Figure 6.

IP₃ links group I mGluRs to ROS. a, In the presence of an intracellularly applied IP₃ receptor blocker (XeC, 1 μm, included in the patch pipette) superfusion of DHPG (10 μm) onto the brain slices had no significant effect on neuronal excitability (n = 6 neurons; p > 0.05, main effect of drug, two-way ANOVA).

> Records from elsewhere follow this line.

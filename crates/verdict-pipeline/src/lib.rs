//! Verdict Pipeline
//!
//! Converts Hebrew court verdict documents into structured JSON records
//! using a remote generation model.
//!
//! # Overview
//!
//! The pipeline enumerates the documents of a source folder, extracts the
//! text of every supported word-processing file, asks the generation model
//! to pull seven structured fields out of it, normalizes the model's answer
//! into canonical pretty-printed JSON, and writes one record file per
//! successfully processed document into a target folder.
//!
//! # Architecture
//!
//! ```text
//! DocumentSource → TextExtractor → PromptBuilder → GenerationProvider
//!                                                       ↓
//!                         RecordSink ← normalize_response
//! ```
//!
//! # Key Properties
//!
//! - **Per-document isolation**: one bad input never aborts the batch; a
//!   failed extraction, generation, or write marks that document as failed
//!   and the run continues
//! - **Single attempt**: exactly one outbound generation call per document,
//!   no retry at any layer
//! - **Canonical output**: model answers are unfenced, reparsed, and
//!   re-serialized with stable two-space indentation
//!
//! # Example Usage
//!
//! ```no_run
//! use verdict_pipeline::{BatchPipeline, PipelineConfig};
//! use verdict_llm::GeminiProvider;
//! # use verdict_domain::traits::{DocumentSource, TextExtractor, RecordSink};
//! # async fn example<F, X, W>(source: F, extractor: X, sink: W)
//! # -> Result<(), Box<dyn std::error::Error>>
//! # where
//! #     F: DocumentSource,
//! #     X: TextExtractor,
//! #     W: RecordSink,
//! #     F::Error: std::fmt::Display,
//! #     X::Error: std::fmt::Display,
//! #     W::Error: std::fmt::Display,
//! # {
//! let provider = GeminiProvider::default_endpoint("gemini-1.5-pro", "api-key");
//! let config = PipelineConfig::new("source-folder", "target-folder");
//! config.validate()?;
//!
//! let mut pipeline = BatchPipeline::new(source, extractor, sink, provider, config);
//! let summary = pipeline.run().await?;
//!
//! println!("Processed: {} documents", summary.processed);
//! # Ok(())
//! # }
//! ```

#![warn(missing_docs)]

mod batch;
mod config;
mod error;
mod parser;
mod prompt;
mod types;

#[cfg(test)]
mod tests;

pub use batch::BatchPipeline;
pub use config::PipelineConfig;
pub use error::{GenerationFailure, PipelineError};
pub use parser::normalize_response;
pub use prompt::PromptBuilder;
pub use types::{DocumentFailure, DocumentOutcome};
//! CLI configuration loaded from a TOML file

use anyhow::Context;
use serde::Deserialize;
use std::path::Path;
use verdict_llm::gemini;

/// The static configuration of one batch run
#[derive(Debug, Clone, Deserialize)]
pub struct CliConfig {
    /// Directory holding the verdict documents
    pub source_dir: String,

    /// Directory that receives the JSON records
    pub target_dir: String,

    /// Gemini API key; may also come from the GEMINI_API_KEY environment
    /// variable via the command line
    #[serde(default)]
    pub api_key: String,

    /// Generation API base URL
    #[serde(default = "default_endpoint")]
    pub api_endpoint: String,

    /// Generation model name
    #[serde(default = "default_model")]
    pub model: String,
}

fn default_endpoint() -> String {
    gemini::DEFAULT_ENDPOINT.to_string()
}

fn default_model() -> String {
    gemini::DEFAULT_MODEL.to_string()
}

impl CliConfig {
    /// Read and parse the configuration file
    pub fn load(path: &Path) -> anyhow::Result<Self> {
        let raw = std::fs::read_to_string(path)
            .with_context(|| format!("cannot read {}", path.display()))?;
        let config = toml::from_str(&raw)
            .with_context(|| format!("cannot parse {}", path.display()))?;
        Ok(config)
    }

    /// Validate the configuration before starting a run
    pub fn validate(&self) -> Result<(), String> {
        if self.source_dir.is_empty() {
            return Err("source_dir must not be empty".to_string());
        }
        if self.target_dir.is_empty() {
            return Err("target_dir must not be empty".to_string());
        }
        if self.api_key.is_empty() {
            return Err(
                "api_key is required (set it in the config file or via GEMINI_API_KEY)"
                    .to_string(),
            );
        }
        Ok(())
    }
}
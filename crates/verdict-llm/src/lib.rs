//! Verdict Generation Provider Layer
//!
//! Pluggable generation provider implementations.
//!
//! # Architecture
//!
//! This crate provides implementations of the `GenerationProvider` trait from
//! `verdict-domain`. A provider performs exactly one outbound request per
//! call and hands back the raw response body of a successful call; response
//! interpretation lives in `verdict-pipeline`.
//!
//! # Providers
//!
//! - `MockProvider`: Deterministic mock for testing
//! - `GeminiProvider`: Google Gemini `generateContent` API integration
//!
//! # Examples
//!
//! ```
//! use verdict_llm::MockProvider;
//! use verdict_domain::traits::GenerationProvider;
//!
//! let provider = MockProvider::new("{\"candidates\":[]}");
//! let body = provider.generate("test prompt").unwrap();
//! assert_eq!(body, "{\"candidates\":[]}");
//! ```

#![warn(missing_docs)]

pub mod gemini;

use std::collections::HashMap;
use std::sync::{Arc, Mutex};
use thiserror::Error;
use verdict_domain::traits::GenerationProvider as GenerationProviderTrait;

pub use gemini::GeminiProvider;

/// Errors that can occur while talking to a generation API
#[derive(Error, Debug, Clone, PartialEq, Eq)]
pub enum GenerationError {
    /// The API answered with a non-success HTTP status
    #[error("generation API returned HTTP status {0}")]
    HttpStatus(u16),

    /// Network failure, timeout, or an unreadable response body
    #[error("transport error: {0}")]
    Transport(String),
}

/// Mock generation provider for deterministic testing
///
/// Returns pre-configured response bodies without making any network calls.
///
/// # Examples
///
/// ```
/// use verdict_llm::{GenerationError, MockProvider};
/// use verdict_domain::traits::GenerationProvider;
///
/// // Simple fixed body
/// let provider = MockProvider::new("fixed body");
/// assert_eq!(provider.generate("any prompt").unwrap(), "fixed body");
///
/// // Per-prompt overrides, including injected failures
/// let mut provider = MockProvider::default();
/// provider.add_response("prompt1", "body1");
/// provider.add_error("prompt2", GenerationError::HttpStatus(500));
/// assert_eq!(provider.generate("prompt1").unwrap(), "body1");
/// assert!(provider.generate("prompt2").is_err());
/// ```
#[derive(Debug, Clone)]
pub struct MockProvider {
    default_response: String,
    responses: Arc<Mutex<HashMap<String, Result<String, GenerationError>>>>,
    call_count: Arc<Mutex<usize>>,
}

impl MockProvider {
    /// Create a new MockProvider with a fixed response body for all prompts
    pub fn new(response: impl Into<String>) -> Self {
        Self {
            default_response: response.into(),
            responses: Arc::new(Mutex::new(HashMap::new())),
            call_count: Arc::new(Mutex::new(0)),
        }
    }

    /// Add a specific response body for a given prompt
    pub fn add_response(&mut self, prompt: impl Into<String>, response: impl Into<String>) {
        self.responses
            .lock()
            .unwrap()
            .insert(prompt.into(), Ok(response.into()));
    }

    /// Configure a specific error for a given prompt
    pub fn add_error(&mut self, prompt: impl Into<String>, error: GenerationError) {
        self.responses
            .lock()
            .unwrap()
            .insert(prompt.into(), Err(error));
    }

    /// Get the number of times generate was called
    pub fn call_count(&self) -> usize {
        *self.call_count.lock().unwrap()
    }

    /// Reset the call count
    pub fn reset_call_count(&self) {
        *self.call_count.lock().unwrap() = 0;
    }
}

impl Default for MockProvider {
    fn default() -> Self {
        Self::new("{}")
    }
}

impl GenerationProviderTrait for MockProvider {
    type Error = GenerationError;

    fn generate(&self, prompt: &str) -> Result<String, Self::Error> {
        *self.call_count.lock().unwrap() += 1;

        let responses = self.responses.lock().unwrap();
        if let Some(response) = responses.get(prompt) {
            return response.clone();
        }

        Ok(self.default_response.clone())
    }
}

Symbols show mean ± SE (see Fig. 1). b, Individual example of action potentials generated in a CeLC neuron by intracellular current injections (300 pA, 500 ms) before and during DHPG (10 μm, applied by superfusion) while XeC was injected into the cell. c, Intracellular application of IP₃ (1 mm in the patch pipette) increased action potential firing significantly (n = 5 neurons; p < 0.0001, main effect of drug, two-way ANOVA). Superfusion of tempol (5 mm) onto the brain slices inhibited the facilitatory effect of IP₃ significantly (n = 5 neurons; p < 0.0001, main effect of drug, two-way ANOVA). Action potential firing was measured immediately after whole-cell configuration was obtained, 10 min after rupturing the membrane, and during application of tempol for 10 min. d, Individual example of a CeLC neuron. See Results for details of the statistical analysis.